千秋は「アイツ」が姉の手柄を横取りするつもりだと考えていた。しかし姉自身がそれを否定し、千秋もそれが真実ではないかと感じ始めた。姉の言葉と、何より自分の気持ちを信じたい。だが、最後の最後で、心の中にある何かがそれを邪魔していた。
そんな思考を何度も繰り返すうちに、彼女は「もう何もかもがどうでも良い」という投げ遣りな心境になっていた。
ちょうどその時、病室の扉がノックされた。
無気力状態に沈みつつあった千秋だったが、それを不審に思う悟性は残っていた。今日は面会全面中止のはずだ。彼女が訝しんでいると、もう一度ドアがノックされた。千秋はそれに慌ててしまい、深く考えることなく遠隔操作で鍵を開けた。
「お加減は如何ですか、千秋さん」
ドアを開けて入ってきたのは思いがけない人物で──もしお見舞いに来てくれるならこの人だろうと心の奥底で予感していた青年だった。
「周さん、どうして……今日は面会できないはず……」
「とっておきを使いました」
「とっておき……魔法ですか?」
「いえいえ。

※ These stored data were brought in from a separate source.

//! Consistency checks over a loaded master dataset. Loading only rejects what
//! cannot be represented (duplicate ids); everything else is reported here.

use std::collections::HashSet;
use std::fmt;

use serde::Serialize;

use crate::data::cutin::CutinTables;
use crate::data::master::MasterData;
use crate::data::ship::{MasterShip, StatInterval};

pub const MAX_SHIP_SLOTS: usize = 5;

#[derive(Debug, Clone, Copy, PartialEq, Eq, PartialOrd, Ord, Serialize)]
#[serde(rename_all = "snake_case")]
pub enum ValidationSeverity {
    Error,
    Warning,
    Info,
}

impl ValidationSeverity {
    pub fn as_str(&self) -> &'static str {
        match self {
            Self::Error => "error",
            Self::Warning => "warning",
            Self::Info => "info",
        }
    }
}

impl fmt::Display for ValidationSeverity {
    fn fmt(&self, f: &mut fmt::Formatter<'_>) -> fmt::Result {
        write!(f, "{}", self.as_str())
    }
}

#[derive(Debug, Clone, PartialEq, Eq, Serialize)]
pub struct ValidationDiagnostic {
    pub severity: ValidationSeverity,
    pub context: String,
    pub message: String,
}

impl fmt::Display for ValidationDiagnostic {
    fn fmt(&self, f: &mut fmt::Formatter<'_>) -> fmt::Result {
        write!(f, "[{}] {}: {}", self.severity, self.context, self.message)
    }
}

#[derive(Debug, Clone, Default, Serialize)]
pub struct ValidationReport {
    pub diagnostics: Vec<ValidationDiagnostic>,
}

impl ValidationReport {
    pub fn push(
        &mut self,
        severity: ValidationSeverity,
        context: impl Into<String>,
        message: impl Into<String>,
    ) {
        self.diagnostics.push(ValidationDiagnostic {
            severity,
            context: context.into(),
            message: message.into(),
        });
    }

    pub fn has_errors(&self) -> bool {
        self.diagnostics
            .iter()
            .any(|diag| diag.severity == ValidationSeverity::Error)
    }

    pub fn count(&self, severity: ValidationSeverity) -> usize {
        self.diagnostics
            .iter()
            .filter(|diag| diag.severity == severity)
            .count()
    }
}

pub fn validate_master_data(master: &MasterData) -> ValidationReport {
    let mut report = ValidationReport::default();

    let mut ships: Vec<_> = master.ships().collect();
    ships.sort_by_key(|ship| ship.ship_id);
    for ship in ships {
        validate_ship(&mut report, ship);
    }

    for (index, rule) in master.ibonuses.iter().enumerate() {
        for gear_id in rule.referenced_gear_ids() {
            if master.gear(gear_id).is_none() {
                report.push(
                    ValidationSeverity::Warning,
                    format!("ibonuses[{index}]"),
                    format!("refers to unknown gear {gear_id}"),
                );
            }
        }
        if rule.bonus.is_zero() {
            report.push(
                ValidationSeverity::Info,
                format!("ibonuses[{index}]"),
                "bonus is all zero",
            );
        }
    }

    let mut seen_aaci = HashSet::new();
    for (index, def) in master.anti_air_cutins.iter().enumerate() {
        let context = format!("anti_air_cutins[{index}] id={}", def.id);
        if !seen_aaci.insert(def.id) {
            report.push(ValidationSeverity::Error, context.clone(), "duplicate id");
        }
        if !(0.0..=1.0).contains(&def.chance) {
            report.push(
                ValidationSeverity::Error,
                context.clone(),
                format!("chance {} outside [0, 1]", def.chance),
            );
        }
        if def.requirements.is_empty() {
            report.push(ValidationSeverity::Warning, context, "no gear requirements");
        }
    }

    validate_cutin_tables(&mut report, &master.cutin_tables);
    report
}

fn validate_ship(report: &mut ValidationReport, ship: &MasterShip) {
    let context = format!("ship {}", ship.ship_id);
    if ship.slots.len() > MAX_SHIP_SLOTS {
        report.push(
            ValidationSeverity::Error,
            context.clone(),
            format!("{} slots, at most {MAX_SHIP_SLOTS}", ship.slots.len()),
        );
    }
    if ship.slots.iter().any(|&size| size < 0) {
        report.push(ValidationSeverity::Error, context.clone(), "negative slot size");
    }

    let intervals = [
        ("max_hp", ship.max_hp),
        ("firepower", ship.firepower),
        ("torpedo", ship.torpedo),
        ("anti_air", ship.anti_air),
        ("armor", ship.armor),
        ("evasion", ship.evasion),
        ("asw", ship.asw),
        ("los", ship.los),
        ("luck", ship.luck),
    ];
    for (name, interval) in intervals {
        if let StatInterval(Some(min), Some(max)) = interval {
            if min > max {
                report.push(
                    ValidationSeverity::Error,
                    format!("{context}.{name}"),
                    format!("interval [{min}, {max}] is reversed"),
                );
            }
        }
    }

    if ship.max_hp.left().is_none() {
        report.push(
            ValidationSeverity::Warning,
            context.clone(),
            "missing max_hp; damage state analysis will be unavailable",
        );
    }
    if ship.is_abyssal() && ship.armor.left().is_none() {
        report.push(
            ValidationSeverity::Info,
            context,
            "abyssal ship without armor; attacks against it cannot be computed",
        );
    }
}

fn validate_cutin_tables(report: &mut ValidationReport, tables: &CutinTables) {
    if tables.version.trim().is_empty() {
        report.push(ValidationSeverity::Warning, "cutin_tables", "empty version");
    }

    let mut seen_day = HashSet::new();
    for (index, entry) in tables.day.iter().enumerate() {
        let context = format!("cutin_tables.day[{index}] {:?}", entry.kind);
        if !seen_day.insert(entry.kind) {
            report.push(ValidationSeverity::Error, context.clone(), "duplicate kind");
        }
        if entry.def.chance_denom == Some(0) {
            report.push(ValidationSeverity::Error, context, "chance_denom is zero");
        }
    }

    let mut seen_night = HashSet::new();
    for (index, entry) in tables.night.iter().enumerate() {
        let context = format!("cutin_tables.night[{index}] {:?}", entry.kind);
        if !seen_night.insert(entry.kind) {
            report.push(ValidationSeverity::Error, context.clone(), "duplicate kind");
        }
        if entry.def.chance_denom == Some(0) {
            report.push(ValidationSeverity::Error, context, "chance_denom is zero");
        }
    }
}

魔法とは少し違うものです……魔法など無くても、人はいくらでも奇跡を起こせるものですよ。まあ、奇跡と言うには些細な業ですが」
「あの、周さん、わたし……本当に色々と力を貸していただいたのに、上手くできなくて」
ごめんなさい、と言いかけたその直前、彼女の目の前に花束が差し出された。妖しくも美しい、目を離せなくなる不思議な魅惑を醸し出すその花束に意識を奪われて、
「そんなことは気にしなくて良いんですよ」
千秋には周の声が遠くに聞こえた。
「私のしたことなど気にしなくても良いんです……でも、もし、それが貴女の悔いになるなら」
千秋の目は焦点を結んでいない。
「貴女の重荷になるなら」
彼女の意識は、周の声で占められていた。
「私のことは忘れても良いんです」
「忘れる……?」
無意識に漏れる呟き。
「そう、忘れてしまいなさい」
「忘れる……忘れれば良いの……?」
周に誘導されるままに、千秋は自分自身に忘却を許した。
「ええ、何もかも忘れれば良いのです」
「わかった……忘れることにする……」
千秋は自分自身に忘却を命じた。